◆ **Data for this task**
Segment Open

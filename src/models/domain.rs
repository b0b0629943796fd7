use chrono::{DateTime, TimeZone, Utc};
use regex::Regex;
use rust_decimal::Decimal;
use serde::{Deserialize, Deserializer, Serialize};
use serde_json::Value;
use std::fmt;
use std::str::FromStr;
use std::sync::LazyLock;

/// First amount in a price text, with an optional leading minus and currency symbol
static PRICE_TOKEN_RE: LazyLock<Regex> = LazyLock::new(|| {
    Regex::new(r"(-)?\s*[£$€]?\s*(\d[\d.,]*)").expect("valid regex")
});

/// Accepted amount shapes: `450`, `450.5`, `1,250`, `1,250.00`
static PRICE_AMOUNT_RE: LazyLock<Regex> = LazyLock::new(|| {
    Regex::new(r"^(?:\d{1,3}(?:,\d{3})+|\d+)(?:\.\d{1,2})?$").expect("valid regex")
});

/// Marketplace listing as produced by the listing source
///
/// Every field is tolerant of dirty input. A price that cannot be parsed, or
/// is negative, becomes `None`. Text fields of the wrong JSON type become
/// `None` (or an empty string for `url` and `title`) instead of failing the
/// record.
#[derive(Debug, Clone, PartialEq, Serialize, Deserialize)]
pub struct Listing {
    #[serde(default, deserialize_with = "lenient_text")]
    pub url: String,
    #[serde(default, deserialize_with = "lenient_text")]
    pub title: String,
    #[serde(default, deserialize_with = "lenient_price")]
    pub price: Option<Decimal>,
    #[serde(default, deserialize_with = "lenient_optional_text")]
    pub image_url: Option<String>,
    #[serde(default, deserialize_with = "lenient_optional_text")]
    pub location: Option<String>,
    #[serde(default, deserialize_with = "lenient_timestamp")]
    pub scraped_at: Option<DateTime<Utc>>,
}

impl Listing {
    pub fn new(url: impl Into<String>, title: impl Into<String>, price: Option<Decimal>) -> Self {
        Self {
            url: url.into(),
            title: title.into(),
            price,
            image_url: None,
            location: None,
            scraped_at: None,
        }
    }

    /// Price if present and strictly positive
    pub fn usable_price(&self) -> Option<Decimal> {
        self.price.filter(|p| *p > Decimal::ZERO)
    }

    pub fn has_price(&self) -> bool {
        self.usable_price().is_some()
    }

    /// Title as every matcher sees it, see [`normalize_text`]
    pub fn title_normalized(&self) -> String {
        normalize_text(&self.title)
    }
}

impl fmt::Display for Listing {
    fn fmt(&self, f: &mut fmt::Formatter<'_>) -> fmt::Result {
        match self.usable_price() {
            Some(price) => write!(f, "{} - £{}", self.title, price.round()),
            None => write!(f, "{} - No price", self.title),
        }
    }
}

/// Lower-case, trim and collapse internal whitespace
///
/// Titles, candidate names and avoid keywords all go through this, so a
/// double space in a title never hides a keyword.
pub fn normalize_text(text: &str) -> String {
    text.split_whitespace()
        .collect::<Vec<_>>()
        .join(" ")
        .to_lowercase()
}

/// Parse a raw price value from the listing source.
///
/// Accepts JSON numbers and strings such as `"£1,250"` or `"450.00"`. For
/// strings only the first amount counts: `"£45 (was £60)"` is 45 and
/// `"2 for £30"` is 2. Returns `None` for anything non-numeric, negative, or
/// in an unrecognised format such as `"1.250,00"`.
pub fn parse_price(value: &Value) -> Option<Decimal> {
    let price = match value {
        Value::Number(n) => {
            let text = n.to_string();
            Decimal::from_str(&text)
                .or_else(|_| Decimal::from_scientific(&text))
                .ok()?
        }
        Value::String(s) => parse_price_text(s)?,
        _ => return None,
    };

    Some(price).filter(|p| !p.is_sign_negative())
}

fn parse_price_text(text: &str) -> Option<Decimal> {
    let caps = PRICE_TOKEN_RE.captures(text)?;
    if caps.get(1).is_some() {
        return None;
    }

    let amount = caps.get(2)?.as_str().trim_end_matches(['.', ',']);
    if !PRICE_AMOUNT_RE.is_match(amount) {
        return None;
    }

    Decimal::from_str(&amount.replace(',', "")).ok()
}

fn lenient_price<'de, D>(deserializer: D) -> Result<Option<Decimal>, D::Error>
where
    D: Deserializer<'de>,
{
    let raw = Option::<Value>::deserialize(deserializer)?;
    Ok(raw.as_ref().and_then(parse_price))
}

/// Strings pass through, numbers are rendered, anything else is empty
fn lenient_text<'de, D>(deserializer: D) -> Result<String, D::Error>
where
    D: Deserializer<'de>,
{
    let raw = Option::<Value>::deserialize(deserializer)?;
    Ok(match raw {
        Some(Value::String(s)) => s,
        Some(Value::Number(n)) => n.to_string(),
        _ => String::new(),
    })
}

/// Non-string values become `None`
fn lenient_optional_text<'de, D>(deserializer: D) -> Result<Option<String>, D::Error>
where
    D: Deserializer<'de>,
{
    let raw = Option::<Value>::deserialize(deserializer)?;
    Ok(match raw {
        Some(Value::String(s)) => Some(s),
        _ => None,
    })
}

/// Accepts RFC 3339 strings or unix epoch seconds; anything else becomes `None`
fn lenient_timestamp<'de, D>(deserializer: D) -> Result<Option<DateTime<Utc>>, D::Error>
where
    D: Deserializer<'de>,
{
    let raw = Option::<Value>::deserialize(deserializer)?;
    Ok(match raw {
        Some(Value::String(s)) => DateTime::parse_from_rfc3339(&s)
            .ok()
            .map(|dt| dt.with_timezone(&Utc)),
        Some(Value::Number(n)) => n.as_f64().and_then(|secs| {
            let whole = secs.trunc() as i64;
            let nanos = (secs.fract() * 1e9) as u32;
            Utc.timestamp_opt(whole, nanos).single()
        }),
        _ => None,
    })
}

/// Catalog entry the operator wants to buy and resell
#[derive(Debug, Clone, PartialEq, Serialize, Deserialize)]
pub struct Product {
    pub id: i64,
    pub brand: String,
    pub model: String,
    pub full_name: String,
    #[serde(default)]
    pub category: String,
    pub buy_price_min: Decimal,
    pub buy_price_max: Decimal,
    pub sell_target: Decimal,
    #[serde(default = "default_true")]
    pub active: bool,
    #[serde(default)]
    pub fuzzy_patterns: Vec<String>,
    #[serde(default)]
    pub aliases: Vec<String>,
}

fn default_true() -> bool { true }

impl Product {
    /// Inclusive check against the buy-price band
    pub fn is_price_in_range(&self, price: Decimal) -> bool {
        self.buy_price_min <= price && price <= self.buy_price_max
    }

    /// `sell_target - price`, only when the price is inside the buy band
    pub fn potential_profit(&self, price: Decimal) -> Option<Decimal> {
        if !self.is_price_in_range(price) {
            return None;
        }
        Some(self.sell_target - price)
    }
}

impl fmt::Display for Product {
    fn fmt(&self, f: &mut fmt::Formatter<'_>) -> fmt::Result {
        write!(f, "{} {}", self.brand, self.model)
    }
}

/// Weights applied to the title, price and keyword signals
#[derive(Debug, Clone, Copy, PartialEq, Serialize, Deserialize)]
pub struct ScoringWeights {
    pub title: f64,
    pub price: f64,
    pub keyword: f64,
}

impl ScoringWeights {
    pub fn total(&self) -> f64 {
        self.title + self.price + self.keyword
    }
}

impl Default for ScoringWeights {
    fn default() -> Self {
        Self {
            title: 0.6,
            price: 0.3,
            keyword: 0.1,
        }
    }
}

/// One accepted (listing, product) pairing
///
/// Only the matching engine builds these, always with a fully computed
/// confidence. The value is read-only afterwards.
#[derive(Debug, Clone, PartialEq)]
pub struct MatchResult<'a> {
    listing: &'a Listing,
    product: &'a Product,
    confidence: f64,
    reasons: Vec<String>,
    potential_profit: Option<Decimal>,
}

impl<'a> MatchResult<'a> {
    pub(crate) fn new(
        listing: &'a Listing,
        product: &'a Product,
        confidence: f64,
        reasons: Vec<String>,
    ) -> Self {
        let potential_profit = listing
            .usable_price()
            .and_then(|price| product.potential_profit(price));

        Self {
            listing,
            product,
            confidence: confidence.clamp(0.0, 100.0),
            reasons,
            potential_profit,
        }
    }

    pub fn listing(&self) -> &'a Listing {
        self.listing
    }

    pub fn product(&self) -> &'a Product {
        self.product
    }

    pub fn confidence(&self) -> f64 {
        self.confidence
    }

    pub fn reasons(&self) -> &[String] {
        &self.reasons
    }

    pub fn potential_profit(&self) -> Option<Decimal> {
        self.potential_profit
    }

    /// Owned, serializable summary of this match
    pub fn to_record(&self) -> MatchRecord {
        MatchRecord {
            listing: ListingSummary {
                url: self.listing.url.clone(),
                title: self.listing.title.clone(),
                price: self.listing.price,
                location: self.listing.location.clone(),
            },
            product: ProductSummary {
                id: self.product.id,
                brand: self.product.brand.clone(),
                model: self.product.model.clone(),
                full_name: self.product.full_name.clone(),
            },
            confidence: (self.confidence * 100.0).round() / 100.0,
            reasons: self.reasons.clone(),
            potential_profit: self.potential_profit,
        }
    }
}

impl fmt::Display for MatchResult<'_> {
    fn fmt(&self, f: &mut fmt::Formatter<'_>) -> fmt::Result {
        write!(f, "Match: {} - {:.0}% confidence", self.product, self.confidence)
    }
}

#[derive(Debug, Clone, PartialEq, Serialize, Deserialize)]
pub struct ListingSummary {
    pub url: String,
    pub title: String,
    pub price: Option<Decimal>,
    pub location: Option<String>,
}

#[derive(Debug, Clone, PartialEq, Serialize, Deserialize)]
pub struct ProductSummary {
    pub id: i64,
    pub brand: String,
    pub model: String,
    pub full_name: String,
}

/// Plain structured record of a match, as returned to callers
#[derive(Debug, Clone, PartialEq, Serialize, Deserialize)]
pub struct MatchRecord {
    pub listing: ListingSummary,
    pub product: ProductSummary,
    pub confidence: f64,
    pub reasons: Vec<String>,
    pub potential_profit: Option<Decimal>,
}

Segment Closed

The word "write" appears in some lines above. Return every one of those lines.

            Some(price) => write!(f, "{} - £{}", self.title, price.round()),
            None => write!(f, "{} - No price", self.title),
        write!(f, "{} {}", self.brand, self.model)
        write!(f, "Match: {} - {:.0}% confidence", self.product, self.confidence)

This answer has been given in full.